• Directions: The response should consist of the records, reproduced exactly.

• Supplied entries:
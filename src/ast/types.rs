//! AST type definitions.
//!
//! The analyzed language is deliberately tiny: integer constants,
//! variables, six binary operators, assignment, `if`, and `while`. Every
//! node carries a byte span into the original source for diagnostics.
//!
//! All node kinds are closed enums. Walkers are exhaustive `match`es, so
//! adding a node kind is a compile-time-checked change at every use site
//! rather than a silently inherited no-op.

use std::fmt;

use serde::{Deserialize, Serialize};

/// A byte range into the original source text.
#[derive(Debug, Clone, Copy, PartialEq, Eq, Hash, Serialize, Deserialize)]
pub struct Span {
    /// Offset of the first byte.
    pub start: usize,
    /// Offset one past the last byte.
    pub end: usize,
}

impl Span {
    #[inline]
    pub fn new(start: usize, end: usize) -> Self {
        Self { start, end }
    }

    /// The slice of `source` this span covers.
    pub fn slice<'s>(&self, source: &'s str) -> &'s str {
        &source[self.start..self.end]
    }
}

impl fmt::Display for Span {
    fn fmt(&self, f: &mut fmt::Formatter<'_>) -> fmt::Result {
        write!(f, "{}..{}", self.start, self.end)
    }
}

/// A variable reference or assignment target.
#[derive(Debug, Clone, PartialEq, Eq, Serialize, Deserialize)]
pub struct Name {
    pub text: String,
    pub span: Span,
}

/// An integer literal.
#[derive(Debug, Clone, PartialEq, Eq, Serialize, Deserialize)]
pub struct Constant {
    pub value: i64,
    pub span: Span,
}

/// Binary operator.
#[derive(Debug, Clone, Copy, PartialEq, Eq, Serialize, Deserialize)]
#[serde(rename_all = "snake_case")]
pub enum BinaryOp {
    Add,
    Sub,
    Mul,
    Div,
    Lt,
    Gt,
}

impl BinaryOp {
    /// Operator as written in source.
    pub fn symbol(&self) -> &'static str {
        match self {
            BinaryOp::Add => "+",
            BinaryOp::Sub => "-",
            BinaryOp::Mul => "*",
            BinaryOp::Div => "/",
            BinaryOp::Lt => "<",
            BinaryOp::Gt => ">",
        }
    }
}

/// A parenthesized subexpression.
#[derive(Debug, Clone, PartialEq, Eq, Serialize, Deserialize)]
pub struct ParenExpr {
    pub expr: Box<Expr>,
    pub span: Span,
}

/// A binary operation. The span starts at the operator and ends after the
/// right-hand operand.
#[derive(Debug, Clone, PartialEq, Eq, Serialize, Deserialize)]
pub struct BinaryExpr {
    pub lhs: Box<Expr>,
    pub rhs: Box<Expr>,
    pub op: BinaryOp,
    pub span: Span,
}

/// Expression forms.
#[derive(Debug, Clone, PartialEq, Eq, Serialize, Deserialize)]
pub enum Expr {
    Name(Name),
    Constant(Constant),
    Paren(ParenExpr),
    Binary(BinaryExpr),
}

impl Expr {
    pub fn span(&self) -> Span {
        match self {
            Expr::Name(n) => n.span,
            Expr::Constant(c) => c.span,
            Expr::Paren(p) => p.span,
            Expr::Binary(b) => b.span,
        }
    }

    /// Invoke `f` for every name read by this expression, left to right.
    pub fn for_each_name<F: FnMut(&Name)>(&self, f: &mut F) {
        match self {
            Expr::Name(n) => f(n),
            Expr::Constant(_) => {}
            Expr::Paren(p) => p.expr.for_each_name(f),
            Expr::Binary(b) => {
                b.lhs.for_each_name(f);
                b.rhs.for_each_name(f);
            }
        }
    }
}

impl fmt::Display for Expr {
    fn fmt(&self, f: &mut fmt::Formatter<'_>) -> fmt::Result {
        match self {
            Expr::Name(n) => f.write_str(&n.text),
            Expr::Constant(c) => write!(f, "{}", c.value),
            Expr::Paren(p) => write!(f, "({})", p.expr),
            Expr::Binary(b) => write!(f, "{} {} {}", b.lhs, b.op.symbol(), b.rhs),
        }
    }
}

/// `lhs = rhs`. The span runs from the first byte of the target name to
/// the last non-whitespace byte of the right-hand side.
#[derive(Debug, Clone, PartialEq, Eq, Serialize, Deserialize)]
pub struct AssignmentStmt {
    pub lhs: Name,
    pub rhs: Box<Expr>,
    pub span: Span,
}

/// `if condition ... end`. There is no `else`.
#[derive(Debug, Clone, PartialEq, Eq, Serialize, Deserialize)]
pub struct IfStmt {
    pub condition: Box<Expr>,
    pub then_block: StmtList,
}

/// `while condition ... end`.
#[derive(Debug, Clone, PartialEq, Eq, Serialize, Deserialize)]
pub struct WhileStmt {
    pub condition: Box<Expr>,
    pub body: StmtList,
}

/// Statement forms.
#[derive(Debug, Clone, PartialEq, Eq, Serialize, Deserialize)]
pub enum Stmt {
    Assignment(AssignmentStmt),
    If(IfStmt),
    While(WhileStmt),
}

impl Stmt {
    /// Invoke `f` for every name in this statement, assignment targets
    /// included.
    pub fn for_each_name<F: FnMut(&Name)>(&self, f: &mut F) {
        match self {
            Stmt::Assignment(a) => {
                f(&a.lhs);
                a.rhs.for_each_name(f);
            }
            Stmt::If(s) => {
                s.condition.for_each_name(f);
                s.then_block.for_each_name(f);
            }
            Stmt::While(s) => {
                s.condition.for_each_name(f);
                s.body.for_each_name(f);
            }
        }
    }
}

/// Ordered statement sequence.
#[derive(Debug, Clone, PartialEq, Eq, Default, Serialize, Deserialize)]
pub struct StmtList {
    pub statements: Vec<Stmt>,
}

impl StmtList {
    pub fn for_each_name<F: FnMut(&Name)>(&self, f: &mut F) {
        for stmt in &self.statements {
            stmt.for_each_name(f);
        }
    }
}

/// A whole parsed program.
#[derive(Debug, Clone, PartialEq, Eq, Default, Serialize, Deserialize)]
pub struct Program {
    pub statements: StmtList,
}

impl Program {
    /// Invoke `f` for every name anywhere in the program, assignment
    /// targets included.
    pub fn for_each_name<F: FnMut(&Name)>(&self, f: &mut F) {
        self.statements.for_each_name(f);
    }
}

• Written response:
filename src/ast/types.rs
//! AST type definitions.
//!
//! The analyzed language is deliberately tiny: integer constants,
//! variables, six binary operators, assignment, `if`, and `while`. Every
//! node carries a byte span into the original source for diagnostics.
//!
//! All node kinds are closed enums. Walkers are exhaustive `match`es, so
//! adding a node kind is a compile-time-checked change at every use site
//! rather than a silently inherited no-op.

use std::fmt;

use serde::{Deserialize, Serialize};

/// A byte range into the original source text.
#[derive(Debug, Clone, Copy, PartialEq, Eq, Hash, Serialize, Deserialize)]
pub struct Span {
    /// Offset of the first byte.
    pub start: usize,
    /// Offset one past the last byte.
    pub end: usize,
}

impl Span {
    #[inline]
    pub fn new(start: usize, end: usize) -> Self {
        Self { start, end }
    }

    /// The slice of `source` this span covers.
    pub fn slice<'s>(&self, source: &'s str) -> &'s str {
        &source[self.start..self.end]
    }
}

impl fmt::Display for Span {
    fn fmt(&self, f: &mut fmt::Formatter<'_>) -> fmt::Result {
        write!(f, "{}..{}", self.start, self.end)
    }
}

/// A variable reference or assignment target.
#[derive(Debug, Clone, PartialEq, Eq, Serialize, Deserialize)]
pub struct Name {
    pub text: String,
    pub span: Span,
}

/// An integer literal.
#[derive(Debug, Clone, PartialEq, Eq, Serialize, Deserialize)]
pub struct Constant {
    pub value: i64,
    pub span: Span,
}

/// Binary operator.
#[derive(Debug, Clone, Copy, PartialEq, Eq, Serialize, Deserialize)]
#[serde(rename_all = "snake_case")]
pub enum BinaryOp {
    Add,
    Sub,
    Mul,
    Div,
    Lt,
    Gt,
}

impl BinaryOp {
    /// Operator as written in source.
    pub fn symbol(&self) -> &'static str {
        match self {
            BinaryOp::Add => "+",
            BinaryOp::Sub => "-",
            BinaryOp::Mul => "*",
            BinaryOp::Div => "/",
            BinaryOp::Lt => "<",
            BinaryOp::Gt => ">",
        }
    }
}

/// A parenthesized subexpression.
#[derive(Debug, Clone, PartialEq, Eq, Serialize, Deserialize)]
pub struct ParenExpr {
    pub expr: Box<Expr>,
    pub span: Span,
}

/// A binary operation. The span starts at the operator and ends after the
/// right-hand operand.
#[derive(Debug, Clone, PartialEq, Eq, Serialize, Deserialize)]
pub struct BinaryExpr {
    pub lhs: Box<Expr>,
    pub rhs: Box<Expr>,
    pub op: BinaryOp,
    pub span: Span,
}

/// Expression forms.
#[derive(Debug, Clone, PartialEq, Eq, Serialize, Deserialize)]
pub enum Expr {
    Name(Name),
    Constant(Constant),
    Paren(ParenExpr),
    Binary(BinaryExpr),
}

impl Expr {
    pub fn span(&self) -> Span {
        match self {
            Expr::Name(n) => n.span,
            Expr::Constant(c) => c.span,
            Expr::Paren(p) => p.span,
            Expr::Binary(b) => b.span,
        }
    }

    /// Invoke `f` for every name read by this expression, left to right.
    pub fn for_each_name<F: FnMut(&Name)>(&self, f: &mut F) {
        match self {
            Expr::Name(n) => f(n),
            Expr::Constant(_) => {}
            Expr::Paren(p) => p.expr.for_each_name(f),
            Expr::Binary(b) => {
                b.lhs.for_each_name(f);
                b.rhs.for_each_name(f);
            }
        }
    }
}

impl fmt::Display for Expr {
    fn fmt(&self, f: &mut fmt::Formatter<'_>) -> fmt::Result {
        match self {
            Expr::Name(n) => f.write_str(&n.text),
            Expr::Constant(c) => write!(f, "{}", c.value),
            Expr::Paren(p) => write!(f, "({})", p.expr),
            Expr::Binary(b) => write!(f, "{} {} {}", b.lhs, b.op.symbol(), b.rhs),
        }
    }
}

/// `lhs = rhs`. The span runs from the first byte of the target name to
/// the last non-whitespace byte of the right-hand side.
#[derive(Debug, Clone, PartialEq, Eq, Serialize, Deserialize)]
pub struct AssignmentStmt {
    pub lhs: Name,
    pub rhs: Box<Expr>,
    pub span: Span,
}

/// `if condition ... end`. There is no `else`.
#[derive(Debug, Clone, PartialEq, Eq, Serialize, Deserialize)]
pub struct IfStmt {
    pub condition: Box<Expr>,
    pub then_block: StmtList,
}

/// `while condition ... end`.
#[derive(Debug, Clone, PartialEq, Eq, Serialize, Deserialize)]
pub struct WhileStmt {
    pub condition: Box<Expr>,
    pub body: StmtList,
}

/// Statement forms.
#[derive(Debug, Clone, PartialEq, Eq, Serialize, Deserialize)]
pub enum Stmt {
    Assignment(AssignmentStmt),
    If(IfStmt),
    While(WhileStmt),
}

impl Stmt {
    /// Invoke `f` for every name in this statement, assignment targets
    /// included.
    pub fn for_each_name<F: FnMut(&Name)>(&self, f: &mut F) {
        match self {
            Stmt::Assignment(a) => {
                f(&a.lhs);
                a.rhs.for_each_name(f);
            }
            Stmt::If(s) => {
                s.condition.for_each_name(f);
                s.then_block.for_each_name(f);
            }
            Stmt::While(s) => {
                s.condition.for_each_name(f);
                s.body.for_each_name(f);
            }
        }
    }
}

/// Ordered statement sequence.
#[derive(Debug, Clone, PartialEq, Eq, Default, Serialize, Deserialize)]
pub struct StmtList {
    pub statements: Vec<Stmt>,
}

impl StmtList {
    pub fn for_each_name<F: FnMut(&Name)>(&self, f: &mut F) {
        for stmt in &self.statements {
            stmt.for_each_name(f);
        }
    }
}

/// A whole parsed program.
#[derive(Debug, Clone, PartialEq, Eq, Default, Serialize, Deserialize)]
pub struct Program {
    pub statements: StmtList,
}

impl Program {
    /// Invoke `f` for every name anywhere in the program, assignment
    /// targets included.
    pub fn for_each_name<F: FnMut(&Name)>(&self, f: &mut F) {
        self.statements.for_each_name(f);
    }
}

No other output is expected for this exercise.